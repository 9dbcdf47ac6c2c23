//! HTTP route definitions

use crate::api::models::*;
use crate::api::{admin, canva_handlers, handlers, webhooks};
use crate::canva::client::{CreateDesignPayload, DesignDimensions};
use crate::jobs::{
    CanvaWebhookEvent, EmailJobRequest, FormJobRequest, JobSource, JobStatus, PrintJob,
    Quantity,
};
use crate::middleware::{AuthLayer, RateLimitLayer};
use axum::{
    routing::{get, patch, post},
    Router,
};
use std::sync::Arc;
use std::time::Duration;
use tower_http::cors::{Any, CorsLayer};
use tower_http::timeout::TimeoutLayer;
use tower_http::trace::TraceLayer;
use utoipa::OpenApi;
use utoipa_swagger_ui::SwaggerUi;

/// OpenAPI documentation
#[derive(OpenApi)]
#[openapi(
    info(
        title = "Printssistant Backend API",
        description = "Print job intake from web forms, email and Canva, with an admin dashboard and Canva OAuth.",
        license(name = "MIT"),
    ),
    servers(
        (url = "http://localhost:3000", description = "Local development server")
    ),
    paths(
        handlers::submit_form_job,
        handlers::submit_email_job,
        handlers::list_jobs,
        handlers::get_job,
        handlers::update_job_status,
        handlers::health_check,
        webhooks::canva_webhook,
        canva_handlers::start_auth,
        canva_handlers::auth_redirect,
        canva_handlers::auth_callback,
        canva_handlers::refresh_access_token,
        canva_handlers::create_design,
    ),
    components(schemas(
        PrintJob,
        JobSource,
        JobStatus,
        FormJobRequest,
        Quantity,
        EmailJobRequest,
        CanvaWebhookEvent,
        JobAcceptedResponse,
        WebhookResponse,
        JobListResponse,
        StatusUpdateRequest,
        ErrorResponse,
        HealthResponse,
        Dimension,
        CreateDesignRequest,
        CreateDesignPayload,
        DesignDimensions,
        TokenSummaryResponse,
    )),
    tags(
        (name = "Jobs", description = "Print job intake and browsing"),
        (name = "Webhooks", description = "Canva webhook receiver"),
        (name = "Canva", description = "Canva OAuth and design endpoints"),
        (name = "Health", description = "Health and monitoring endpoints"),
    )
)]
pub struct ApiDoc;

/// Create the main application router
pub async fn create_router(state: Arc<crate::AppState>) -> Router {
    let settings = state.settings.clone();

    // Public intake routes, rate limited
    let intake_routes = Router::new()
        .route("/api/jobs/form", post(handlers::submit_form_job))
        .route("/api/jobs/email", post(handlers::submit_email_job))
        .route("/api/webhooks/canva", post(webhooks::canva_webhook));

    let intake_routes = if settings.rate_limit.enabled {
        intake_routes.layer(RateLimitLayer::new(
            settings.rate_limit.requests_per_second,
            settings.rate_limit.burst_size,
        ))
    } else {
        intake_routes
    };

    // Admin routes: JSON job API, token refresh and dashboard pages
    let admin_routes = Router::new()
        .route("/api/jobs", get(handlers::list_jobs))
        .route("/api/jobs/:id", get(handlers::get_job))
        .route("/api/jobs/:id/status", patch(handlers::update_job_status))
        .route("/api/canva/refresh", post(canva_handlers::refresh_access_token))
        .route("/admin", get(admin::dashboard))
        .route("/admin/jobs", get(admin::job_cards));

    let admin_routes = if settings.auth.enabled {
        admin_routes.layer(AuthLayer::new(settings.auth.api_keys.clone()))
    } else {
        admin_routes
    };

    // Canva OAuth flow and design proxy
    let canva_routes = Router::new()
        .route("/api/canva/auth/start", get(canva_handlers::start_auth))
        .route("/api/canva/auth", get(canva_handlers::auth_redirect))
        .route("/api/canva/callback", get(canva_handlers::auth_callback))
        .route(
            "/api/canva/create",
            post(canva_handlers::create_design).get(canva_handlers::create_design_not_allowed),
        );

    let cors = CorsLayer::new()
        .allow_origin(Any)
        .allow_methods(Any)
        .allow_headers(Any);

    Router::new()
        .route("/", get(admin::home))
        // Health check endpoint (no auth required)
        .route("/health", get(handlers::health_check))
        .merge(SwaggerUi::new("/swagger-ui").url("/api-docs/openapi.json", ApiDoc::openapi()))
        .merge(intake_routes)
        .merge(admin_routes)
        .merge(canva_routes)
        .with_state(state)
        .layer(TimeoutLayer::new(Duration::from_secs(
            settings.server.request_timeout_secs,
        )))
        .layer(cors)
        .layer(TraceLayer::new_for_http())
}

══════

Try it =
Among the entries, find each line that includes the string "state" and copy it.

Answer =
pub async fn create_router(state: Arc<crate::AppState>) -> Router {
    let settings = state.settings.clone();
        .with_state(state)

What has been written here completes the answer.